Monday, January 23, 2012

The Dragon's Cave

There's nothing like a nice legend to get your Monday started off right. Especially when it involves dragons! (Which, as I just finished telling my fellow bloggers, always makes me think of Bradley James, in armor, riding in to rescue the fair princess, aka: me.) So, what was I saying... Bradley James, dragons... yes. What better place to set the scene for our story than romantic Krakow (Cracow), Poland. I'm sure you were all expecting our fantastic story to be set in a different place, but stick with me here, and I'll attempt to spin you a proper story so that you may indulge in a little work-place daydreaming.

So we shall begin our story of dragons and heroes and virgins (because no proper dragon story can be told without virgins)... 

Once upon a time, long before the world was round and women fought for their equality (thus swiftly and eagerly killing manly pursuits such as dragon slaying and door opening and other such polite mannerisms) there was a city with a hill with a hole with a legend about a fantastical fire-breathing beastie. And in this city with a hill with a hole with a legend, there was a village. And this village contained many quizzical and unbelieving youths, as most villages were wont to contain.

Because young people can never take what their older counterparts say at face value and must question life and the existence of certain particulars, they had no respect for the village elders and the story that was told around the campfire every night. The story their parent's parents had passed down, of the fearsome dragon who lived in the the hole on the hill in the city and was the legend, who had slumbered for some centuries and should not be awakened under any circumstances. 

As you can imagine, the group of young people decided the best course of action was to prove, once and for all, that there was no fire-breathing fiend living inside the the hill with the hole, and that the legend was just that- a legend. So they lit their torches and traversed into the dank cavern.

They blamed the sulfurous smell on being so far underground. And that scaly shining in the distance? Simply the light from their torches bouncing off the granite walls. But there was no way to rationalize the chilling roar and burst of fire that accompanied the sulfurous smell and shining scales, and so the youths ran out of the hill with the hole and told the village that the legend was true.

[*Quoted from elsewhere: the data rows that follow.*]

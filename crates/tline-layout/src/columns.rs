#![forbid(unsafe_code)]

//! Calendar-aligned column grid over the canvas.
//!
//! Columns start at the last unit boundary at or before `canvas_start`
//! (local time, per the configured UTC offset) and advance by
//! `unit * step` until they pass `canvas_end`. Months and years use real
//! calendar lengths.
//!
//! # Failure Modes
//!
//! An out-of-range offset or timestamp yields an empty grid. The grid is
//! capped at [`MAX_COLUMNS`] entries.

use chrono::{DateTime, Datelike, FixedOffset, Months, NaiveDate, TimeDelta, TimeZone, Timelike};
use serde::{Deserialize, Serialize};
use tline_core::{Millis, TimeAxis, TimeSteps, TimeUnit};

/// Upper bound on the number of generated columns.
pub const MAX_COLUMNS: usize = 10_000;

/// One vertical grid cell.
#[derive(Debug, Clone, Copy, PartialEq, Serialize, Deserialize)]
pub struct Column {
    pub start: Millis,
    pub end: Millis,
    pub left: f64,
    pub width: f64,
}

/// Build the column grid for `axis` at `unit` granularity.
#[must_use]
pub fn iterate_times(
    axis: &TimeAxis,
    unit: TimeUnit,
    steps: &TimeSteps,
    utc_offset_minutes: i32,
) -> Vec<Column> {
    let Some(offset) = FixedOffset::east_opt(utc_offset_minutes.saturating_mul(60)) else {
        return Vec::new();
    };
    let step = steps.get(unit).max(1);
    let Some(first) = offset
        .timestamp_millis_opt(axis.canvas_start())
        .single()
        .and_then(|dt| floor_to_unit(dt, unit, step))
    else {
        return Vec::new();
    };

    let mut columns = Vec::new();
    let mut cursor = first;
    while cursor.timestamp_millis() < axis.canvas_end() && columns.len() < MAX_COLUMNS {
        let Some(next) = advance(cursor, unit, step) else {
            break;
        };
        let start = cursor.timestamp_millis();
        let end = next.timestamp_millis();
        let left = axis.millis_to_pixel(start);
        columns.push(Column {
            start,
            end,
            left,
            width: axis.millis_to_pixel(end) - left,
        });
        cursor = next;
    }

    tracing::trace!(
        target: "tline.layout",
        unit = %unit,
        step,
        columns = columns.len(),
        "column grid built"
    );
    columns
}

fn floor_to_unit(
    dt: DateTime<FixedOffset>,
    unit: TimeUnit,
    step: u32,
) -> Option<DateTime<FixedOffset>> {
    let floor = |value: u32, base: u32| value - (value - base) % step;
    let (mut year, mut month, mut day) = (dt.year(), dt.month(), dt.day());
    let (mut hour, mut minute, mut second) = (dt.hour(), dt.minute(), dt.second());

    match unit {
        TimeUnit::Second => second = floor(second, 0),
        TimeUnit::Minute => {
            second = 0;
            minute = floor(minute, 0);
        }
        TimeUnit::Hour => {
            (second, minute) = (0, 0);
            hour = floor(hour, 0);
        }
        TimeUnit::Day => {
            (second, minute, hour) = (0, 0, 0);
            day = floor(day, 1);
        }
        TimeUnit::Month => {
            (second, minute, hour, day) = (0, 0, 0, 1);
            month = floor(month, 1);
        }
        TimeUnit::Year => {
            (second, minute, hour, day, month) = (0, 0, 0, 1, 1);
            year -= year.rem_euclid(step as i32);
        }
    }

    let naive = NaiveDate::from_ymd_opt(year, month, day)?.and_hms_opt(hour, minute, second)?;
    dt.offset().from_local_datetime(&naive).single()
}

fn advance(
    dt: DateTime<FixedOffset>,
    unit: TimeUnit,
    step: u32,
) -> Option<DateTime<FixedOffset>> {
    match unit {
        TimeUnit::Month => dt.checked_add_months(Months::new(step)),
        TimeUnit::Year => dt.checked_add_months(Months::new(step.checked_mul(12)?)),
        fixed => {
            let millis = fixed.nominal_millis().checked_mul(Millis::from(step))?;
            dt.checked_add_signed(TimeDelta::try_milliseconds(millis)?)
        }
    }
}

Now, there are always consequences for those unbelieving souls who think to poo-poo legend and myth and fate. What the village elders' parent's parents had decreed came to pass and the scaly, green-eyed, foul-smelling monster began terrorizing the city with a hill with a hole with a legend with a village. Whole flocks of sheep began disappearing and the village virgins feared for their lives, for they were the beastie's preferred form of dinner.

In the village in the city on the hill with the hole with the very true legend lived a man named Krakus. Now this man could have been a shoemaker or a magician or a wise man, but since this is a very old story, it is likely we'll never know. One thing Krakus most definitely was is smart. So he rounded up all the sheep left in the village and coated them with a dragon-luring concoction and herded them to the dragon's favorite haunt.

When the  lumbering giant saw the delectable feast awaiting him, he roared and devoured them all in two gulps. Our hero's dragon-luring cocktail created a great thirst in the ferocious reptile and he rushed to the shores of the Vistula river. He drank and drank and drank and drank until the the shiny scales on his belly turned from small triangles to pyramids. And still he drank until a small trickle began between the scaly pyramids, which then turned into a stream, a river, a tributary, an ocean, at which point the monster promptly exploded into a thousand shimmering pieces.

And so, there was once again peace in the village. Krakus was hailed as a hero and the city on Wawel hill with the hole with the new legend became known as Krakow in his honor. He became the first Polish king and erected a castle in the city with the hill with the hole with the legend. And when he died, he was so beloved by all that they gave him an elaborate burial mound with the inscription as follows:
RULED AD 730-750.

Thus our story in the city with the hill with the hole with the legend ends.